As wireless networks increasingly dominate our means of communication, the vulnerability of the open medium has brought the issues of privacy and security to the fore. While cryptography serves to protect the contents of communication, it is equally essential to hide the very act of communication. For example, knowledge of direction of data flow in sensor networks can provide critical information such as event locations and cluster head identities.

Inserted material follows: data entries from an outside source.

use std::env;

use serde::Serialize;

#[derive(Debug, Clone, Serialize)]
struct VersionInfo {
    name: &'static str,
    version: &'static str,
    os: &'static str,
    architecture: &'static str,
}

impl VersionInfo {
    fn current() -> Self {
        Self {
            name: clap::crate_name!(),
            version: clap::crate_version!(),
            os: env::consts::OS,
            architecture: env::consts::ARCH,
        }
    }
}

pub fn run(json: bool) {
    let info = VersionInfo::current();

    if json {
        match serde_json::to_string_pretty(&info) {
            Ok(s) => println!("{s}"),
            Err(e) => eprintln!("{e}"),
        }
        return;
    }

    println!("Name           : {}", info.name);
    println!("Version        : {}", info.version);
    println!("OS             : {}", info.os);
    println!("Architecture   : {}", info.architecture);
}
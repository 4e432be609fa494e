use std::time::Duration;

use axum::{
    extract::{Request, State},
    http::{header, HeaderMap},
    middleware::Next,
    response::Response,
    Extension,
};
use jsonwebtoken::{decode, encode, DecodingKey, EncodingKey, Header, Validation};
use kernel::Role;
use serde::{Deserialize, Serialize};

use crate::error::UploadError;
use crate::AppState;

#[derive(Debug, Clone, Serialize, Deserialize)]
pub struct Claims {
    pub sub: String,
    pub role: Role,
    pub exp: u64,
}

/// Caller identity attached to every authenticated request.
#[derive(Debug, Clone)]
pub struct AuthUser {
    pub id: String,
    pub role: Role,
}

/// Mints an HS256 token for `subject` valid for `ttl`.
pub fn issue_token(
    secret: &str,
    subject: &str,
    role: Role,
    ttl: Duration,
) -> Result<String, UploadError> {
    if secret.is_empty() {
        return Err(UploadError::Unauthorized(
            "JWT secret not configured".to_owned(),
        ));
    }
    let exp = chrono::Utc::now()
        .timestamp()
        .saturating_add(i64::try_from(ttl.as_secs()).unwrap_or(i64::MAX));
    let claims = Claims {
        sub: subject.to_owned(),
        role,
        exp: u64::try_from(exp).unwrap_or_default(),
    };
    encode(
        &Header::default(),
        &claims,
        &EncodingKey::from_secret(secret.as_bytes()),
    )
    .map_err(|e| UploadError::Storage(format!("Failed to sign token: {e}")))
}

pub fn verify_token(secret: &str, token: &str) -> Result<Claims, UploadError> {
    if secret.is_empty() {
        return Err(UploadError::Unauthorized(
            "JWT secret not configured".to_owned(),
        ));
    }
    decode::<Claims>(
        token,
        &DecodingKey::from_secret(secret.as_bytes()),
        &Validation::default(),
    )
    .map(|data| data.claims)
    .map_err(|e| UploadError::Unauthorized(format!("Invalid token: {e}")))
}

fn bearer_token(headers: &HeaderMap) -> Result<&str, UploadError> {
    let value = headers
        .get(header::AUTHORIZATION)
        .ok_or_else(|| UploadError::Unauthorized("Missing Authorization header".to_owned()))?
        .to_str()
        .map_err(|_| UploadError::Unauthorized("Invalid Authorization header".to_owned()))?;
    match value.strip_prefix("Bearer ") {
        Some(token) if !token.trim().is_empty() => Ok(token.trim()),
        _ => Err(UploadError::Unauthorized(
            "Authorization header must use Bearer token format".to_owned(),
        )),
    }
}

/// Rejects requests without a valid token and attaches [`AuthUser`].
pub async fn require_auth(
    State(state): State<AppState>,
    mut request: Request,
    next: Next,
) -> Result<Response, UploadError> {
    let token = bearer_token(request.headers())?;
    let claims = verify_token(&state.config.jwt_secret, token)?;
    request.extensions_mut().insert(AuthUser {
        id: claims.sub,
        role: claims.role,
    });
    Ok(next.run(request).await)
}

/// Must run after [`require_auth`].
pub async fn require_admin(
    Extension(user): Extension<AuthUser>,
    request: Request,
    next: Next,
) -> Result<Response, UploadError> {
    if !user.role.is_admin() {
        tracing::warn!(user = %user.id, role = %user.role, "admin route denied");
        return Err(UploadError::Forbidden("Admin access required".to_owned()));
    }
    Ok(next.run(request).await)
}
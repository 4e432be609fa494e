use std::path::PathBuf;
use std::process::ExitCode;

use clap::ArgMatches;
use server::config::Config;

pub async fn run(matches: &ArgMatches) -> ExitCode {
    server::init_tracing();

    let mut config = Config::from_env();
    if let Some(port) = matches.get_one::<u16>("port") {
        config.port = *port;
    }
    if let Some(dir) = matches.get_one::<PathBuf>("dir") {
        config.uploads_dir.clone_from(dir);
    }

    match server::run(config).await {
        Ok(()) => ExitCode::SUCCESS,
        Err(e) => {
            tracing::error!("server stopped: {e}");
            ExitCode::FAILURE
        }
    }
}
//! A small adventure served by the host
//!
//! Title screen, a name, then a menu loop: gather gold in the forest, fight
//! in the cave, rest at the inn (a save point), or quit.

use async_trait::async_trait;
use cellquest_core::{Color, OptionBoxColors};
use rand::Rng;
use serde::{Deserialize, Serialize};
use serde_json::Value;
use std::time::Duration;

use crate::engine::GameEngine;
use crate::error::EngineError;
use crate::game::Game;

const MAX_NAME: usize = 20;
const START_HP: i32 = 20;

const MENU: [&str; 4] = [
    "Explore the forest",
    "Enter the cave",
    "Rest at the inn",
    "Quit",
];

/// Persisted player state
#[derive(Debug, Clone, PartialEq, Eq, Serialize, Deserialize)]
pub struct Hero {
    pub name: String,
    pub hp: i32,
    pub max_hp: i32,
    pub gold: u32,
    pub victories: u32,
}

impl Hero {
    fn new(name: String) -> Self {
        Self {
            name,
            hp: START_HP,
            max_hp: START_HP,
            gold: 0,
            victories: 0,
        }
    }
}

#[derive(Debug, Default)]
pub struct Adventure;

#[async_trait]
impl Game for Adventure {
    async fn run(&self, engine: &mut GameEngine, saved: Option<Value>) -> Result<(), EngineError> {
        let returning = saved
            .and_then(|v| serde_json::from_value::<Hero>(v).ok())
            .filter(|h| h.hp > 0);

        let mut hero = match returning {
            Some(hero) => {
                engine.clear();
                engine.color(Color::LIGHT_GREEN, Color::BLACK);
                engine.print(format!("Welcome back, {}.", hero.name));
                hero
            }
            None => {
                title_screen(engine).await?;
                let hero = Hero::new(ask_name(engine).await?);
                engine.print(format!("Good luck, {}.", hero.name));
                hero
            }
        };

        loop {
            engine.checkpoint(serde_json::to_value(&hero)?);
            status(engine, &hero);

            match engine.option_box("What now?", &MENU, OptionBoxColors::default(), 0).await? {
                0 => forest(engine, &mut hero),
                1 => {
                    cave(engine, &mut hero).await?;
                    if hero.hp <= 0 {
                        engine.set_player_alive(false);
                        engine.color(Color::LIGHT_RED, Color::BLACK);
                        engine.print("You have died. Your tale ends here.");
                        engine.pause(Duration::from_secs(2)).await;
                        return Ok(());
                    }
                }
                2 => {
                    hero.hp = hero.max_hp;
                    engine.print("You sleep soundly. Your progress is saved.");
                    engine.save(serde_json::to_value(&hero)?).await;
                }
                _ => {
                    engine.checkpoint(serde_json::to_value(&hero)?);
                    engine.print("Farewell, traveller.");
                    return Ok(());
                }
            }
        }
    }
}

async fn title_screen(engine: &mut GameEngine) -> Result<(), EngineError> {
    engine.color(Color::YELLOW, Color::BLUE);
    engine.clear();
    engine.locate(31, 10);
    engine.print("C E L L Q U E S T");
    engine.pause(Duration::from_millis(1500)).await;
    engine.locate(28, 14);
    engine.print("Press any key to begin");
    engine.get_key(None).await?;
    engine.color(Color::LIGHT_GRAY, Color::BLACK);
    engine.clear();
    Ok(())
}

async fn ask_name(engine: &mut GameEngine) -> Result<String, EngineError> {
    let raw = engine.query("What is your name, traveller? ").await?;
    let name: String = raw.trim().chars().take(MAX_NAME).collect();
    Ok(if name.is_empty() {
        "Stranger".to_string()
    } else {
        name
    })
}

fn status(engine: &mut GameEngine, hero: &Hero) {
    engine.color(Color::LIGHT_CYAN, Color::BLACK);
    engine.print(format!(
        "{}  HP {}/{}  Gold {}  Victories {}",
        hero.name, hero.hp, hero.max_hp, hero.gold, hero.victories
    ));
    engine.color(Color::LIGHT_GRAY, Color::BLACK);
}

fn forest(engine: &mut GameEngine, hero: &mut Hero) {
    let found = roll(1, 10);
    hero.gold += found;
    engine.print(format!("You wander the forest and find {} gold.", found));
}

async fn cave(engine: &mut GameEngine, hero: &mut Hero) -> Result<(), EngineError> {
    let mut goblin = roll(6, 12) as i32;
    engine.color(Color::BROWN, Color::BLACK);
    engine.print("A goblin leaps from the shadows!");
    engine.color(Color::LIGHT_GRAY, Color::BLACK);

    while goblin > 0 && hero.hp > 0 {
        engine.print(format!("Goblin HP {}. Your HP {}. [A]ttack or [R]un? ", goblin, hero.hp));
        let key = engine.get_key(Some(&['a', 'A', 'r', 'R'])).await?;
        if key.eq_ignore_ascii_case(&'r') {
            engine.print("You flee back to the daylight.");
            return Ok(());
        }

        let hit = roll(2, 6) as i32;
        goblin -= hit;
        engine.print(format!("You strike for {}.", hit));
        if goblin <= 0 {
            break;
        }
        let bite = roll(1, 5) as i32;
        hero.hp -= bite;
        engine.print(format!("The goblin bites for {}.", bite));
    }

    if hero.hp > 0 {
        let loot = roll(5, 15);
        hero.gold += loot;
        hero.victories += 1;
        engine.print(format!("The goblin falls. You take {} gold.", loot));
    }
    Ok(())
}

fn roll(lo: u32, hi: u32) -> u32 {
    rand::thread_rng().gen_range(lo..=hi)
}
//! Bounded key buffer for type-ahead
//!
//! Keys pressed while no prompt is active are held here and fed to the next
//! prompt. When full, the oldest key is dropped.

use std::collections::VecDeque;

use crate::terminal::Key;

/// Default number of keys held between prompts
pub const DEFAULT_KEY_BUFFER: usize = 64;

#[derive(Debug)]
pub struct KeyBuffer {
    keys: VecDeque<Key>,
    capacity: usize,
}

impl KeyBuffer {
    pub fn new(capacity: usize) -> Self {
        Self {
            keys: VecDeque::with_capacity(capacity),
            capacity: capacity.max(1),
        }
    }

    /// Queue a key, dropping the oldest when full
    ///
    /// Returns true if a key was dropped.
    pub fn push(&mut self, key: Key) -> bool {
        let dropped = if self.keys.len() >= self.capacity {
            self.keys.pop_front();
            true
        } else {
            false
        };
        self.keys.push_back(key);
        dropped
    }

    pub fn pop(&mut self) -> Option<Key> {
        self.keys.pop_front()
    }

    pub fn clear(&mut self) {
        self.keys.clear();
    }

    #[inline]
    pub fn len(&self) -> usize {
        self.keys.len()
    }

    #[inline]
    pub fn is_empty(&self) -> bool {
        self.keys.is_empty()
    }
}

impl Default for KeyBuffer {
    fn default() -> Self {
        Self::new(DEFAULT_KEY_BUFFER)
    }
}
//! Client transport helpers
//!
//! Socket-agnostic pieces of staying connected:
//! - Periodic keepalive so the server's idle timeout never fires on a
//!   quiet player
//! - Reconnection with exponential backoff

pub mod heartbeat;
pub mod reconnect;

pub use heartbeat::{Heartbeat, KEEPALIVE_INTERVAL};
pub use reconnect::{Backoff, ReconnectConfig};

This talk will focus on applications of signal processing and information theoretic ideas to anonymous network communication. We consider the detectability of information flow---a concept rooted in statistical inference over point processes---and present scheduling and relaying strategies to achieve any desired level of anonymity. In particular, we present fundamental trade-offs between anonymity and the achievable quality of service as measured by latency and network throughput.  Our approach to characterizing these trade-offs uses entropy based measures of anonymity, and borrows techniques from queuing theory, source and channel coding.

BIOGRAPHY:

Parv Venkitasubramaniam received his B.Tech in Electrical Engineering from the Indian Institute of Technology, Madras in 2002, and his M.S and Ph. D degrees from Cornell University in 2005 and 2007 respectively.  Presently, he is a visiting Post-doctoral researcher at University of California, Berkeley.

His research interests are in network security, distributed statistical inference and sensor networking. He is a recipient of the 2004 Leonard G. Abraham prize and a 2006 IEEE ICASSP Best Student Paper Award.